* Dataset records *
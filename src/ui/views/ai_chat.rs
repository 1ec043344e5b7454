use crate::api::types::{Food, NlpResponse};
use crate::app::Services;
use crate::commands::Page;
use crate::query::{Query, QueryState};
use crate::ui::components::{InputResult, TextInput};
use crate::ui::view::{Shortcut, View, ViewAction};
use crossterm::event::{KeyCode, KeyEvent};
use ratatui::prelude::*;
use ratatui::widgets::{Block, Borders, Paragraph, Wrap};
use tracing::debug;

const QUICK_PROMPTS: [&str; 4] = [
  "Rekomendasikan makanan khas Jawa Barat",
  "Apa itu Rendang?",
  "Bagaimana cara membuat Gudeg?",
  "Ceritakan sejarah Sate Padang",
];

const THINKING: &str = "Sedang berpikir...";
const NO_ANSWER: &str = "Maaf, saya tidak dapat menjawab saat ini.";

#[derive(Debug, Clone, Copy, PartialEq, Eq)]
enum Role {
  User,
  Ai,
}

#[derive(Debug, Clone, PartialEq, Eq)]
struct ChatMessage {
  role: Role,
  text: String,
}

/// Conversation with the NLP endpoint, optionally about one food.
pub struct AiChatView {
  services: Services,
  about: Option<Food>,
  messages: Vec<ChatMessage>,
  input: TextInput,
  editing: bool,
  pending: Option<Query<NlpResponse>>,
  /// Lines scrolled up from the bottom of the history
  scroll_back: u16,
}

impl AiChatView {
  pub fn new(services: Services) -> Self {
    Self {
      services,
      about: None,
      messages: Vec::new(),
      input: TextInput::new(),
      editing: true,
      pending: None,
      scroll_back: 0,
    }
  }

  /// Chat whose prompts carry the food's name, region and category.
  pub fn about_food(food: Food, services: Services) -> Self {
    Self {
      about: Some(food),
      ..Self::new(services)
    }
  }

  fn send(&mut self, message: &str) {
    let message = message.trim().to_string();
    if message.is_empty() {
      return;
    }
    if self.pending.is_some() {
      self.services.notifier.warning("Tunggu jawaban sebelumnya");
      return;
    }
    debug!("Chat prompt: {}", message);

    self.messages.push(ChatMessage {
      role: Role::User,
      text: message.clone(),
    });
    self.input.clear();
    self.scroll_back = 0;

    let ai = self.services.ai.clone();
    let about = self.about.clone();
    let mut query = Query::new(move || {
      let ai = ai.clone();
      let about = about.clone();
      let message = message.clone();
      async move { Ok(ai.chat_about_food(&message, about.as_ref()).await) }
    });
    query.fetch();
    self.pending = Some(query);
  }

  fn quick_prompt(&mut self, key: KeyCode) -> bool {
    let idx = match key {
      KeyCode::F(n) if (1..=4).contains(&n) => n as usize - 1,
      _ => return false,
    };
    self.send(QUICK_PROMPTS[idx]);
    true
  }

  fn title(&self) -> String {
    match &self.about {
      Some(food) => format!(" Chat AI Kuliner · {} ", food.name),
      None => " Chat AI Kuliner ".to_string(),
    }
  }

  fn history_lines(&self) -> Vec<Line<'static>> {
    if self.messages.is_empty() {
      let mut lines = vec![
        Line::from(Span::styled(
          "Mulai percakapan tentang kuliner Nusantara!",
          Style::default().fg(Color::DarkGray),
        )),
        Line::from(""),
      ];
      for (i, prompt) in QUICK_PROMPTS.iter().enumerate() {
        lines.push(Line::from(vec![
          Span::styled(format!("F{} ", i + 1), Style::default().fg(Color::Cyan)),
          Span::raw(*prompt),
        ]));
      }
      return lines;
    }

    let mut lines = Vec::new();
    for message in &self.messages {
      let (who, color) = match message.role {
        Role::User => ("Anda", Color::Cyan),
        Role::Ai => ("AI", Color::Green),
      };
      lines.push(Line::from(Span::styled(format!("{}:", who), Style::default().fg(color).bold())));
      lines.extend(message.text.lines().map(|l| Line::from(l.to_string())));
      lines.push(Line::from(""));
    }
    if self.pending.is_some() {
      lines.push(Line::from(Span::styled("AI:", Style::default().fg(Color::Green).bold())));
      lines.push(Line::from(Span::styled(
        THINKING,
        Style::default().fg(Color::DarkGray).italic(),
      )));
    }
    lines
  }

  fn render_history(&self, frame: &mut Frame, area: Rect) {
    let lines = self.history_lines();
    let width = area.width.saturating_sub(2).max(1) as usize;
    let height = area.height.saturating_sub(2);
    // Wrapped height, close enough for keeping the tail in view
    let total: usize = lines.iter().map(|l| l.width().max(1).div_ceil(width)).sum();
    let bottom = (total as u16).saturating_sub(height);
    let offset = bottom.saturating_sub(self.scroll_back);

    let block = Block::default()
      .title(self.title())
      .borders(Borders::ALL)
      .border_style(Style::default().fg(Color::Yellow));
    let history = Paragraph::new(lines)
      .block(block)
      .wrap(Wrap { trim: false })
      .scroll((offset, 0));
    frame.render_widget(history, area);
  }

  fn render_input(&self, frame: &mut Frame, area: Rect) {
    let line = if self.input.is_empty() && !self.editing {
      Line::from(Span::styled(
        "Tanya tentang kuliner Nusantara...",
        Style::default().fg(Color::DarkGray),
      ))
    } else {
      Line::from(self.input.spans(self.editing))
    };
    let border = if self.editing { Color::Cyan } else { Color::DarkGray };
    let block = Block::default()
      .title(" Kirim ")
      .borders(Borders::ALL)
      .border_style(Style::default().fg(border));
    frame.render_widget(Paragraph::new(line).block(block), area);
  }
}

impl View for AiChatView {
  fn handle_key(&mut self, key: KeyEvent) -> ViewAction {
    if self.quick_prompt(key.code) {
      return ViewAction::None;
    }
    match key.code {
      KeyCode::PageUp => {
        self.scroll_back = self.scroll_back.saturating_add(5);
        return ViewAction::None;
      }
      KeyCode::PageDown => {
        self.scroll_back = self.scroll_back.saturating_sub(5);
        return ViewAction::None;
      }
      _ => {}
    }

    if self.editing {
      match self.input.handle_key(key) {
        InputResult::Submitted(text) => self.send(&text),
        InputResult::Cancelled => self.editing = false,
        InputResult::Consumed | InputResult::NotHandled => {}
      }
      return ViewAction::None;
    }

    match key.code {
      KeyCode::Char('i') | KeyCode::Enter => self.editing = true,
      KeyCode::Char('k') | KeyCode::Up => self.scroll_back = self.scroll_back.saturating_add(1),
      KeyCode::Char('j') | KeyCode::Down => self.scroll_back = self.scroll_back.saturating_sub(1),
      KeyCode::Char('c') => {
        self.messages.clear();
        self.pending = None;
        self.scroll_back = 0;
      }
      KeyCode::Char('q') | KeyCode::Esc => return ViewAction::Pop,
      _ => {}
    }
    ViewAction::None
  }

  fn render(&mut self, frame: &mut Frame, area: Rect) {
    let chunks = Layout::vertical([Constraint::Min(3), Constraint::Length(3)]).split(area);
    self.render_history(frame, chunks[0]);
    self.render_input(frame, chunks[1]);
  }

  fn breadcrumb_label(&self) -> String {
    match &self.about {
      Some(food) => format!("{} [{}]", Page::AiChat.label(), food.name),
      None => Page::AiChat.label().to_string(),
    }
  }

  fn page(&self) -> Page {
    Page::AiChat
  }

  fn captures_input(&self) -> bool {
    self.editing
  }

  fn tick(&mut self) {
    let Some(query) = self.pending.as_mut() else {
      return;
    };
    query.poll();
    let text = match query.state() {
      QueryState::Success(answer) if !answer.response.trim().is_empty() => answer.response.clone(),
      QueryState::Success(_) | QueryState::Error(_) => NO_ANSWER.to_string(),
      QueryState::Idle | QueryState::Loading => return,
    };
    self.messages.push(ChatMessage { role: Role::Ai, text });
    self.pending = None;
  }

  fn shortcuts(&self) -> Vec<Shortcut> {
    if self.editing {
      vec![
        Shortcut::new("Enter", "kirim").with_priority(10),
        Shortcut::new("F1-F4", "contoh").with_priority(20),
        Shortcut::new("Esc", "selesai").with_priority(90),
      ]
    } else {
      vec![
        Shortcut::new(":", "command").with_priority(10),
        Shortcut::new("i", "ketik").with_priority(20),
        Shortcut::new("F1-F4", "contoh").with_priority(30),
        Shortcut::new("c", "hapus").with_priority(40),
        Shortcut::new("q", "back").with_priority(90),
      ]
    }
  }
}

#[cfg(test)]
mod tests {
  use super::*;
  use crate::api::transport::testing::{FakeTransport, Reply};
  use crate::app::test_services;
  use crate::foods::food;
  use crate::ui::views::settle;
  use crossterm::event::KeyModifiers;
  use serde_json::json;

  fn key(code: KeyCode) -> KeyEvent {
    KeyEvent::new(code, KeyModifiers::NONE)
  }

  fn type_text(view: &mut AiChatView, text: &str) {
    for c in text.chars() {
      view.handle_key(key(KeyCode::Char(c)));
    }
  }

  fn answer(text: &str) -> Reply {
    Reply::ok(json!({"response": text, "type": "general"}))
  }

  #[tokio::test]
  async fn test_send_and_receive() {
    let transport = FakeTransport::always(answer("Rendang berasal dari Sumatera Barat."));
    let (services, _rx) = test_services(transport.clone());
    let mut view = AiChatView::new(services);

    type_text(&mut view, "Apa itu Rendang?");
    view.handle_key(key(KeyCode::Enter));
    assert!(view.pending.is_some());
    assert!(view.input.is_empty());
    assert!(view.history_lines().iter().any(|l| l.to_string() == THINKING));

    settle(&mut view).await;
    assert!(view.pending.is_none());
    assert_eq!(
      view.messages,
      vec![
        ChatMessage { role: Role::User, text: "Apa itu Rendang?".to_string() },
        ChatMessage { role: Role::Ai, text: "Rendang berasal dari Sumatera Barat.".to_string() },
      ]
    );
    let body = transport.requests()[0].body.clone().unwrap_or_default();
    assert!(body.contains("\"general\""));
  }

  #[tokio::test]
  async fn test_empty_answer_uses_fallback() {
    let (services, _rx) = test_services(FakeTransport::always(answer("  ")));
    let mut view = AiChatView::new(services);
    view.handle_key(key(KeyCode::F(2)));
    settle(&mut view).await;

    assert_eq!(view.messages[0].text, "Apa itu Rendang?");
    assert_eq!(view.messages[1].text, NO_ANSWER);
  }

  #[tokio::test]
  async fn test_failure_shows_apology() {
    let (services, _rx) = test_services(FakeTransport::always(Reply::Json(500, "{}".to_string())));
    let mut view = AiChatView::new(services);
    view.handle_key(key(KeyCode::F(1)));
    settle(&mut view).await;

    assert_eq!(view.messages[1].text, crate::ai::APOLOGY);
  }

  #[tokio::test]
  async fn test_blank_message_not_sent() {
    let transport = FakeTransport::always(answer("ok"));
    let (services, _rx) = test_services(transport.clone());
    let mut view = AiChatView::new(services);

    type_text(&mut view, "   ");
    view.handle_key(key(KeyCode::Enter));
    assert!(view.pending.is_none());
    assert!(view.messages.is_empty());
    assert_eq!(transport.calls(), 0);
  }

  #[tokio::test]
  async fn test_esc_releases_keyboard_then_pops() {
    let (services, _rx) = test_services(FakeTransport::always(answer("ok")));
    let mut view = AiChatView::new(services);
    assert!(view.captures_input());

    // 'q' is text while editing
    view.handle_key(key(KeyCode::Char('q')));
    assert_eq!(view.input.value(), "q");

    view.handle_key(key(KeyCode::Esc));
    assert!(!view.captures_input());
    assert!(matches!(view.handle_key(key(KeyCode::Char('q'))), ViewAction::Pop));
  }

  #[tokio::test]
  async fn test_food_context_is_attached() {
    let transport = FakeTransport::always(answer("Pedas dan gurih."));
    let (services, _rx) = test_services(transport.clone());
    let mut view = AiChatView::about_food(food(7, "Rendang", "Sumatera Barat", Some(4.9)), services);

    type_text(&mut view, "Rasanya seperti apa?");
    view.handle_key(key(KeyCode::Enter));
    settle(&mut view).await;

    let body = transport.requests()[0].body.clone().unwrap_or_default();
    assert!(body.contains("\"food_name\":\"Rendang\""));
    assert!(view.breadcrumb_label().contains("Rendang"));
  }
}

* What to do *
Going down from the first line of the entries above, restate each line word for word until the line holding "#[derive(Debug, Clone, PartialEq, Eq)]" is done.

* Response to this exercise *
filename src/ui/views/ai_chat.rs
repository 1ec043344e5b7454
use crate::api::types::{Food, NlpResponse};
use crate::app::Services;
use crate::commands::Page;
use crate::query::{Query, QueryState};
use crate::ui::components::{InputResult, TextInput};
use crate::ui::view::{Shortcut, View, ViewAction};
use crossterm::event::{KeyCode, KeyEvent};
use ratatui::prelude::*;
use ratatui::widgets::{Block, Borders, Paragraph, Wrap};
use tracing::debug;

const QUICK_PROMPTS: [&str; 4] = [
  "Rekomendasikan makanan khas Jawa Barat",
  "Apa itu Rendang?",
  "Bagaimana cara membuat Gudeg?",
  "Ceritakan sejarah Sate Padang",
];

const THINKING: &str = "Sedang berpikir...";
const NO_ANSWER: &str = "Maaf, saya tidak dapat menjawab saat ini.";

#[derive(Debug, Clone, Copy, PartialEq, Eq)]
enum Role {
  User,
  Ai,
}

#[derive(Debug, Clone, PartialEq, Eq)]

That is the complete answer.